## EXERCISE GOAL
Which lines of the listing hold the string "requester"? Copy those lines.

--- THE RECORDS ---

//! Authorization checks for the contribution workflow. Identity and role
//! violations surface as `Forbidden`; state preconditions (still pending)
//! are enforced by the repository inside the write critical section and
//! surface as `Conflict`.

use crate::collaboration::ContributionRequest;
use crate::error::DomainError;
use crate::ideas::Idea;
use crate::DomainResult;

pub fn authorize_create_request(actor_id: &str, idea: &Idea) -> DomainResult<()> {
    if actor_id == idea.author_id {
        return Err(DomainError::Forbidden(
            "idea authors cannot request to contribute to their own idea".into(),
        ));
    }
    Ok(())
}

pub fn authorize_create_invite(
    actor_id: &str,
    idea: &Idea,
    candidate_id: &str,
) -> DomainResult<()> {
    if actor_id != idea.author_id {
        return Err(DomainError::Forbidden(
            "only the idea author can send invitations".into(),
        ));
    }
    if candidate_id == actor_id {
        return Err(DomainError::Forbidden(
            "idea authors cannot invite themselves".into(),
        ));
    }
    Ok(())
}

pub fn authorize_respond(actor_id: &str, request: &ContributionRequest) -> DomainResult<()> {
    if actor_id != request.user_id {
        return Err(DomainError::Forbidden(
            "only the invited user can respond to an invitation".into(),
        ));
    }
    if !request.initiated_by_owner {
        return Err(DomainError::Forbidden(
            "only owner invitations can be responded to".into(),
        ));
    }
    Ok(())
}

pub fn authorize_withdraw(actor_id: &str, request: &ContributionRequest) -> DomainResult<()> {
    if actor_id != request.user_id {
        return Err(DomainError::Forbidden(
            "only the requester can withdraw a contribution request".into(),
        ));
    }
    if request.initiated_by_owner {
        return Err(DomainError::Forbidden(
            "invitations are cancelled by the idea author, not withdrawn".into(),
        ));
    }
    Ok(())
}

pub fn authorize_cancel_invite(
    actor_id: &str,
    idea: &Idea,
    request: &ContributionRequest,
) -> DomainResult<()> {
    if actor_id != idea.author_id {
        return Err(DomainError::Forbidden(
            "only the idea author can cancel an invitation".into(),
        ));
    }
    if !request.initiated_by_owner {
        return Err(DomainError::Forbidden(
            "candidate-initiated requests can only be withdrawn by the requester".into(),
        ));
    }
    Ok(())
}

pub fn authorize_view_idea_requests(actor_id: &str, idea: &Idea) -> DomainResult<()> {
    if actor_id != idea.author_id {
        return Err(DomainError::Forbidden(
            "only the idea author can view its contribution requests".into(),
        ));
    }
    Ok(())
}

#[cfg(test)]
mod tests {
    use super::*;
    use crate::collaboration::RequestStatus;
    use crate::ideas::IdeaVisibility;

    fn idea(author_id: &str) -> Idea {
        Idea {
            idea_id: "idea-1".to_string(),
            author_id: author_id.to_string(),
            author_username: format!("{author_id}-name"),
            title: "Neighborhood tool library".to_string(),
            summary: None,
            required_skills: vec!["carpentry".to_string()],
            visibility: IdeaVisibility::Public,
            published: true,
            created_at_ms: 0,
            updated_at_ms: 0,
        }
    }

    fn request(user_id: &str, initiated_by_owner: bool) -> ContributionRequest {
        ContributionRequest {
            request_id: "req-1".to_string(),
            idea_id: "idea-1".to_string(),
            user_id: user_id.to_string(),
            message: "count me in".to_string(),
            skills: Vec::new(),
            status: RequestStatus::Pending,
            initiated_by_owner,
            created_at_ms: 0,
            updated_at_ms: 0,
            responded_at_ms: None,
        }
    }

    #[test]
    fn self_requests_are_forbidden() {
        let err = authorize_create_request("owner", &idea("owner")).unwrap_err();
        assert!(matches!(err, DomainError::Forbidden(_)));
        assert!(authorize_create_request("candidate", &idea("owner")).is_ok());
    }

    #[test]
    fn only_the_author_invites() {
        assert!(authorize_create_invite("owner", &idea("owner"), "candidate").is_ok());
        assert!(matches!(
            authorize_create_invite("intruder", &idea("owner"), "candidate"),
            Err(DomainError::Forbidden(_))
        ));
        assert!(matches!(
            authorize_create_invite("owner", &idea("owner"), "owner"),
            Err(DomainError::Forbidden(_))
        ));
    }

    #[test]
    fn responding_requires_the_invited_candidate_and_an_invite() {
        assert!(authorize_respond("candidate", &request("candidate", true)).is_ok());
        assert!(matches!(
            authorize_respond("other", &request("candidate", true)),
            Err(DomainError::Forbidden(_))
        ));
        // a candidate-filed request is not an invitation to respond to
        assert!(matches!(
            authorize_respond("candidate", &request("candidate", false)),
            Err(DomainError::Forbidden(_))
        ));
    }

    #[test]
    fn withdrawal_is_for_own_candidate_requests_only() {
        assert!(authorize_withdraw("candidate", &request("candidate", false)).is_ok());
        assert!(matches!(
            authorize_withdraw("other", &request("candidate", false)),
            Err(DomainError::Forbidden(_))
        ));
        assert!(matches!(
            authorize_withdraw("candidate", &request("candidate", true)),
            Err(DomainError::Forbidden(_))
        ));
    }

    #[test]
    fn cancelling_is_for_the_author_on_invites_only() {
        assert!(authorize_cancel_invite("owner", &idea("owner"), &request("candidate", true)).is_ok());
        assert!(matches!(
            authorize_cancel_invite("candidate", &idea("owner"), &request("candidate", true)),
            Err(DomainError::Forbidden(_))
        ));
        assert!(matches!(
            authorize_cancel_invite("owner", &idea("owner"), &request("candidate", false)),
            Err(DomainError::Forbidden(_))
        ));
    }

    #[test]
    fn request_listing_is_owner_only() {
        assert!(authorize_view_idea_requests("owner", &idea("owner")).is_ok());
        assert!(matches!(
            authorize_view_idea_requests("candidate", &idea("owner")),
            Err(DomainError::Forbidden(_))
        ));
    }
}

---

## EXERCISE RESPONSE
            "only the requester can withdraw a contribution request".into(),
            "candidate-initiated requests can only be withdrawn by the requester".into(),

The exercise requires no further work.